Menos mal que no decía nada de las operaciones de la víspera y de días anteriores. ¡Qué dignamente escribía a mano de Postovski! Se diría que eran aquellos tiempos de paz y que para mejor suministro convenía al XIII Cuerpo de Ejército dar un salto de veinte verstas, por la noche a través de siete lagos, para llegar a una aldea diminuta, donde dispondría de todo.

Realmente, no estaría de sobra el suministro: en el día transcurrido, desde que saliera de Allenstein, el Cuerpo del Ejército no había comido nada.

¡Salvarse! Había llegado el momento de salvarse y la orden aquella daba derecho a salvarse. Kliúev lo comprendía perfectamente.

Y el Cuerpo desapareció silenciosamente en la noche, por caminos eventuales, por pasos distintos a los indicados donde casi rozaba al enemigo.

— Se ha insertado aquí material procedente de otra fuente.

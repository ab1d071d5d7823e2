//! Bind model output positions to class names.

use serde::Serialize;
use std::path::Path;

use crate::error::{ClassifyError, Result};

/// Ordered class names; line `i` of the label file names output `i`
#[derive(Debug, Clone)]
pub struct Labels(Vec<String>);

impl Labels {
    pub fn new(labels: Vec<String>) -> Self {
        Self(labels)
    }

    pub fn load(path: &Path) -> Result<Self> {
        let load_err = |reason: String| ClassifyError::LabelLoad {
            path: path.to_path_buf(),
            reason,
        };

        let contents = std::fs::read_to_string(path).map_err(|e| load_err(e.to_string()))?;
        let labels: Vec<String> = contents.lines().map(str::to_string).collect();

        if labels.is_empty() {
            return Err(load_err("label file is empty".into()));
        }

        Ok(Self(labels))
    }

    pub fn len(&self) -> usize {
        self.0.len()
    }

    pub fn is_empty(&self) -> bool {
        self.0.is_empty()
    }
}

#[derive(Debug, Clone, PartialEq, Serialize)]
pub struct Classification {
    pub label: String,
    pub probability: f32,
}

/// Pair output `i` with lowercased label `i`
pub fn map_labels(output: &[f32], labels: &Labels) -> Result<Vec<Classification>> {
    if output.len() != labels.len() {
        return Err(ClassifyError::Inference(format!(
            "model produced {} values for {} labels",
            output.len(),
            labels.len()
        )));
    }

    Ok(output
        .iter()
        .zip(&labels.0)
        .map(|(&probability, label)| Classification {
            label: label.to_lowercase(),
            probability,
        })
        .collect())
}

const NSFW_CLASSES: usize = 5;

/// Scores from the five-class NSFW model
#[derive(Debug, Clone, Copy, PartialEq, Serialize)]
pub struct NsfwScores {
    pub drawings: f32,
    pub hentai: f32,
    pub neutral: f32,
    pub porn: f32,
    pub sexy: f32,
}

fn round4(value: f32) -> f32 {
    (value * 10_000.0).round() / 10_000.0
}

// Class order: drawings, hentai, neutral, porn, sexy
pub fn map_nsfw(output: &[f32]) -> Result<NsfwScores> {
    if output.len() != NSFW_CLASSES {
        return Err(ClassifyError::Inference(format!(
            "expected {} NSFW classes, model produced {}",
            NSFW_CLASSES,
            output.len()
        )));
    }

    Ok(NsfwScores {
        drawings: round4(output[0]),
        hentai: round4(output[1]),
        neutral: round4(output[2]),
        porn: round4(output[3]),
        sexy: round4(output[4]),
    })
}
//! NSFW image classifier service.
//!
//! Scores uploads as drawings / hentai / neutral / porn / sexy.
//!
//! ## Environment Variables
//! - `MODEL_DIR` - directory with `model.onnx` (default: `./nsfw_model`)
//! - `PORT` - port to listen on (default: `8080`)

use image_classify::config::ModelVariant;

#[tokio::main]
async fn main() -> anyhow::Result<()> {
    image_classify::server::run(ModelVariant::Nsfw).await
}
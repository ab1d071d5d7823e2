//! Process-wide logger setup.

use log::SetLoggerError;

/// Install the process logger; `RUST_LOG` overrides the `info` default
pub fn init() -> Result<(), SetLoggerError> {
    env_logger::Builder::from_env(env_logger::Env::default().default_filter_or("info"))
        .format_target(false)
        .try_init()
}

#[cfg(test)]
mod tests {
    use super::*;

    #[test]
    fn test_second_init_is_rejected() {
        // Another test may already have installed a logger
        let _ = init();
        assert!(init().is_err());
    }
}
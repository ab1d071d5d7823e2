//! General image classifier service.
//!
//! ## Environment Variables
//! - `MODEL_DIR` - directory with `model.onnx` and `labels.txt` (default: `./mobilenet_v2_140_224`)
//! - `PORT` - port to listen on (default: `8080`)
//! - `FFMPEG_BIN` - transcoder used for `/video` (default: `ffmpeg`)

use image_classify::config::ModelVariant;

#[tokio::main]
async fn main() -> anyhow::Result<()> {
    image_classify::server::run(ModelVariant::General).await
}
pub mod error;
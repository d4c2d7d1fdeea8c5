//! Shopping-list export: catalog id counts rendered as an import link.

use std::collections::BTreeMap;

use base64::engine::general_purpose::STANDARD;
use base64::Engine as _;

/// `id,null,count` entries joined with `;`, ordered by id.
pub fn import_payload(counts: &BTreeMap<u32, usize>) -> String {
    counts
        .iter()
        .map(|(id, count)| format!("{id},null,{count}"))
        .collect::<Vec<_>>()
        .join(";")
}

/// Base64 of [`import_payload`].
pub fn import_string(counts: &BTreeMap<u32, usize>) -> String {
    STANDARD.encode(import_payload(counts))
}

pub fn import_link(base_url: &str, counts: &BTreeMap<u32, usize>) -> String {
    format!("{base_url}{}", import_string(counts))
}
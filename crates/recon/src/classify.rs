use crate::model::{Floor, HousingArea, Partition, Pose};

/// Where an entry came from during a reconciliation pass.
#[derive(Debug, Clone, Copy, PartialEq, Eq)]
pub enum Origin {
    /// Present in the saved layout (bound or not).
    Saved,
    /// Seen in the scene with no saved counterpart.
    LiveOnly,
}

/// Partition an entry belongs to.
///
/// Saved entries follow the scene they were reconciled in; live-only
/// entries always land in `Unused`.
pub fn classify(origin: Origin, area: HousingArea) -> Partition {
    match origin {
        Origin::LiveOnly => Partition::Unused,
        Origin::Saved => area_partition(area),
    }
}

/// The saved-item partition that tracks furniture for `area`.
pub fn area_partition(area: HousingArea) -> Partition {
    match area {
        HousingArea::Indoors => Partition::Interior,
        HousingArea::Outdoors | HousingArea::Island => Partition::Exterior,
    }
}

/// Height at and above which an interior item sits on the upper floor.
pub const UPPER_FLOOR_MIN_Y: f32 = 6.5;

/// Height below which an interior item sits in the basement.
pub const BASEMENT_MAX_Y: f32 = -3.5;

/// Interior storey of a saved pose, by height band.
pub fn floor_of(pose: &Pose) -> Floor {
    if pose.y >= UPPER_FLOOR_MIN_Y {
        Floor::Upper
    } else if pose.y < BASEMENT_MAX_Y {
        Floor::Basement
    } else {
        Floor::Ground
    }
}
//! Session state: the three item partitions, the fixtures, and every user
//! action that reads or rewrites them.
//!
//! All mutation goes through `&mut self`, so one owner serialises sort,
//! clear and reconciliation. Reconciliation builds the new partitions aside
//! and swaps them in with a single assignment.

use std::collections::{BTreeMap, BTreeSet};

use crate::aggregate::count_items;
use crate::classify::{area_partition, floor_of};
use crate::config::ReconConfig;
use crate::engine::{reconcile, require, set_item_dye, set_item_position};
use crate::error::{Capability, ReconError};
use crate::model::{
    ApplyReport, HousingArea, HousingItem, Layout, Partition, Partitions, ReconSummary, SavedLayout,
};
use crate::overlay::{overlay_targets, OverlayTarget};
use crate::scene::LiveScene;
use crate::sort::sort_items;
use crate::source::LayoutSource;
use crate::summary::compute_summary;

#[derive(Debug, Clone, Default)]
pub struct Session {
    partitions: Partitions,
    layout: Layout,
    /// Overlay rows already handled by the user, per list.
    hidden: BTreeSet<(Partition, usize)>,
}

impl Session {
    pub fn new() -> Self {
        Self::default()
    }

    pub fn from_saved(saved: SavedLayout) -> Self {
        let mut session = Self::new();
        session.replace(saved);
        session
    }

    pub fn partitions(&self) -> &Partitions {
        &self.partitions
    }

    pub fn items(&self, partition: Partition) -> &[HousingItem] {
        self.partitions.get(partition)
    }

    pub fn layout(&self) -> &Layout {
        &self.layout
    }

    pub fn hidden(&self) -> &BTreeSet<(Partition, usize)> {
        &self.hidden
    }

    // -- load / save ---------------------------------------------------------

    /// Replace items and fixtures from `source`. On error nothing changes.
    pub fn load(&mut self, source: &dyn LayoutSource) -> Result<usize, ReconError> {
        let saved = source.load()?;
        self.replace(saved);
        let count = self.partitions.interior.len() + self.partitions.exterior.len();
        log::info!("imported {count} items");
        Ok(count)
    }

    fn replace(&mut self, saved: SavedLayout) {
        let mut partitions = Partitions {
            interior: saved.interior_items,
            exterior: saved.exterior_items,
            unused: Vec::new(),
        };
        partitions.interior.iter_mut().for_each(HousingItem::unbind);
        partitions.exterior.iter_mut().for_each(HousingItem::unbind);
        self.partitions = partitions;
        self.layout = saved.layout;
        self.hidden.clear();
    }

    /// Snapshot for a save sink. `unused` is not part of a save.
    pub fn saved_layout(&self) -> SavedLayout {
        SavedLayout {
            interior_items: self.partitions.interior.clone(),
            exterior_items: self.partitions.exterior.clone(),
            layout: self.layout.clone(),
        }
    }

    /// Replace the active area's items with what is placed right now.
    pub fn capture(&mut self, scene: &dyn LiveScene) -> Result<usize, ReconError> {
        require(scene.mode(), Capability::HousingMode, "save layout")?;
        let active = area_partition(scene.area());
        let captured: Vec<HousingItem> = scene.objects().iter().map(HousingItem::from_live).collect();
        let count = captured.len();

        let mut next = self.partitions.clone();
        *next.get_mut(active) = captured;
        next.unused.clear();
        self.partitions = next;
        self.hidden.retain(|(p, _)| *p != active);

        log::info!("captured {count} items from {}", scene.area());
        Ok(count)
    }

    // -- reconciliation ------------------------------------------------------

    /// Match the active area's saved items against the scene.
    ///
    /// The other area's items are kept but unbound, since none of their
    /// furniture is visible from here.
    pub fn reconcile(&mut self, scene: &dyn LiveScene, config: &ReconConfig) -> Result<ReconSummary, ReconError> {
        require(scene.mode(), Capability::HousingMode, "match layout")?;

        let area = scene.area();
        let active = area_partition(area);
        let live = scene.objects();

        let mut next = reconcile(self.partitions.get(active), &live, area, &config.tolerance);
        for partition in [Partition::Interior, Partition::Exterior] {
            if partition != active {
                let mut carried = self.partitions.get(partition).to_vec();
                carried.iter_mut().for_each(HousingItem::unbind);
                *next.get_mut(partition) = carried;
            }
        }

        let summary = compute_summary(area, next.get(active), &next.unused);
        self.partitions = next;

        log::info!(
            "{area}: {} matched, {} missing, {} unused",
            summary.matched,
            summary.missing,
            summary.unused
        );
        Ok(summary)
    }

    // -- live writes ---------------------------------------------------------

    fn item(&self, partition: Partition, index: usize) -> Result<&HousingItem, ReconError> {
        self.partitions
            .get(partition)
            .get(index)
            .ok_or(ReconError::NoSuchItem { partition, index })
    }

    pub fn set_item_position(
        &self,
        partition: Partition,
        index: usize,
        scene: &mut dyn LiveScene,
    ) -> Result<(), ReconError> {
        set_item_position(self.item(partition, index)?, scene)
    }

    pub fn set_item_dye(
        &self,
        partition: Partition,
        index: usize,
        scene: &mut dyn LiveScene,
    ) -> Result<(), ReconError> {
        set_item_dye(self.item(partition, index)?, scene)
    }

    /// Reconcile, then move every bound item that is out of place.
    pub fn apply_layout(&mut self, scene: &mut dyn LiveScene, config: &ReconConfig) -> Result<ApplyReport, ReconError> {
        require(scene.mode(), Capability::EditItem, "apply layout")?;
        self.reconcile(&*scene, config)?;

        let area = scene.area();
        let active = area_partition(area);
        let floors = &config.apply.floors;
        let mut report = ApplyReport::default();
        let mut first = true;

        for item in self.partitions.get(active) {
            if area == HousingArea::Indoors && !floors.enabled(floor_of(&item.pose)) {
                report.skipped_floor += 1;
                continue;
            }
            if item.is_missing() {
                report.missing += 1;
                continue;
            }
            if item.is_in_place() {
                report.already_correct += 1;
                continue;
            }
            if !first {
                scene.settle(config.apply.interval());
            }
            first = false;
            match set_item_position(item, scene) {
                Ok(()) => report.written += 1,
                Err(e @ ReconError::StaleHandle { .. }) => {
                    log::warn!("skipping {}: {e}", item.name);
                    report.missing += 1;
                }
                Err(e) => return Err(e),
            }
        }

        log::info!(
            "applied layout: {} moved, {} already in place, {} missing, {} on disabled floors",
            report.written,
            report.already_correct,
            report.missing,
            report.skipped_floor
        );
        Ok(report)
    }

    /// Reconcile, then dye every bound item whose dye differs from the save.
    pub fn apply_dyes(&mut self, scene: &mut dyn LiveScene, config: &ReconConfig) -> Result<ApplyReport, ReconError> {
        require(scene.mode(), Capability::DyeItem, "apply dyes")?;
        self.reconcile(&*scene, config)?;

        let active = area_partition(scene.area());
        let mut report = ApplyReport::default();

        for item in self.partitions.get(active) {
            if item.is_missing() {
                report.missing += 1;
                continue;
            }
            if item.dye_match || item.dye().is_none() {
                report.already_correct += 1;
                continue;
            }
            match set_item_dye(item, scene) {
                Ok(()) => report.written += 1,
                Err(e @ ReconError::StaleHandle { .. }) => {
                    log::warn!("skipping {}: {e}", item.name);
                    report.missing += 1;
                }
                Err(e) => return Err(e),
            }
        }

        log::info!("applied dyes: {} dyed, {} missing", report.written, report.missing);
        Ok(report)
    }

    // -- list actions --------------------------------------------------------

    pub fn sort(&mut self, partition: Partition) {
        sort_items(self.partitions.get_mut(partition));
        self.hidden.retain(|(p, _)| *p != partition);
    }

    pub fn clear(&mut self, partition: Partition) {
        self.partitions.get_mut(partition).clear();
        self.hidden.retain(|(p, _)| *p != partition);
    }

    pub fn clear_fixtures(&mut self, area: HousingArea) {
        match area_partition(area) {
            Partition::Interior => self.layout.interior_fixtures.clear(),
            _ => self.layout.exterior_fixtures.clear(),
        }
    }

    /// Catalog id counts over interior + exterior, for the shopping list.
    pub fn item_counts(&self) -> BTreeMap<u32, usize> {
        count_items(&[self.partitions.interior.as_slice(), self.partitions.exterior.as_slice()])
    }

    // -- overlay -------------------------------------------------------------

    pub fn overlay_targets(&self, scene: &dyn LiveScene, player: [f32; 3], config: &ReconConfig) -> Vec<OverlayTarget> {
        let active = area_partition(scene.area());
        let hidden: BTreeSet<usize> = self
            .hidden
            .iter()
            .filter(|(p, _)| *p == active)
            .map(|&(_, i)| i)
            .collect();
        overlay_targets(self.partitions.get(active), scene, player, &config.overlay, &hidden)
    }

    /// "Set" pressed on an overlay label: move the item and stop labelling it.
    pub fn set_position_from_overlay(&mut self, index: usize, scene: &mut dyn LiveScene) -> Result<(), ReconError> {
        let active = area_partition(scene.area());
        self.set_item_position(active, index, scene)?;
        self.hidden.insert((active, index));
        Ok(())
    }
}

No era ya un Cuerpo, sino tres regimientos: los demás habían sido consumidos. Kliúev había dejado al regimiento de Kashira, con dieciséis cañones, en las cercanías de Hohenstein. Para un combate más de retaguardia. Un regimiento más entregado al exterminio. El regimiento del Neva debía ahora abandonar sus posiciones victoriosas y volver por la noche hacia atrás, a través del bosque conquistado durante el día. En cuanto a la compañía de zapadores, el Estado Mayor del Cuerpo se olvidó simplemente de ella. Al despertar vería que estaba sola, que no le habían dicho a dónde debía ir y que, alrededor, estaba el enemigo. Después de lo cual no vería ya mucho más.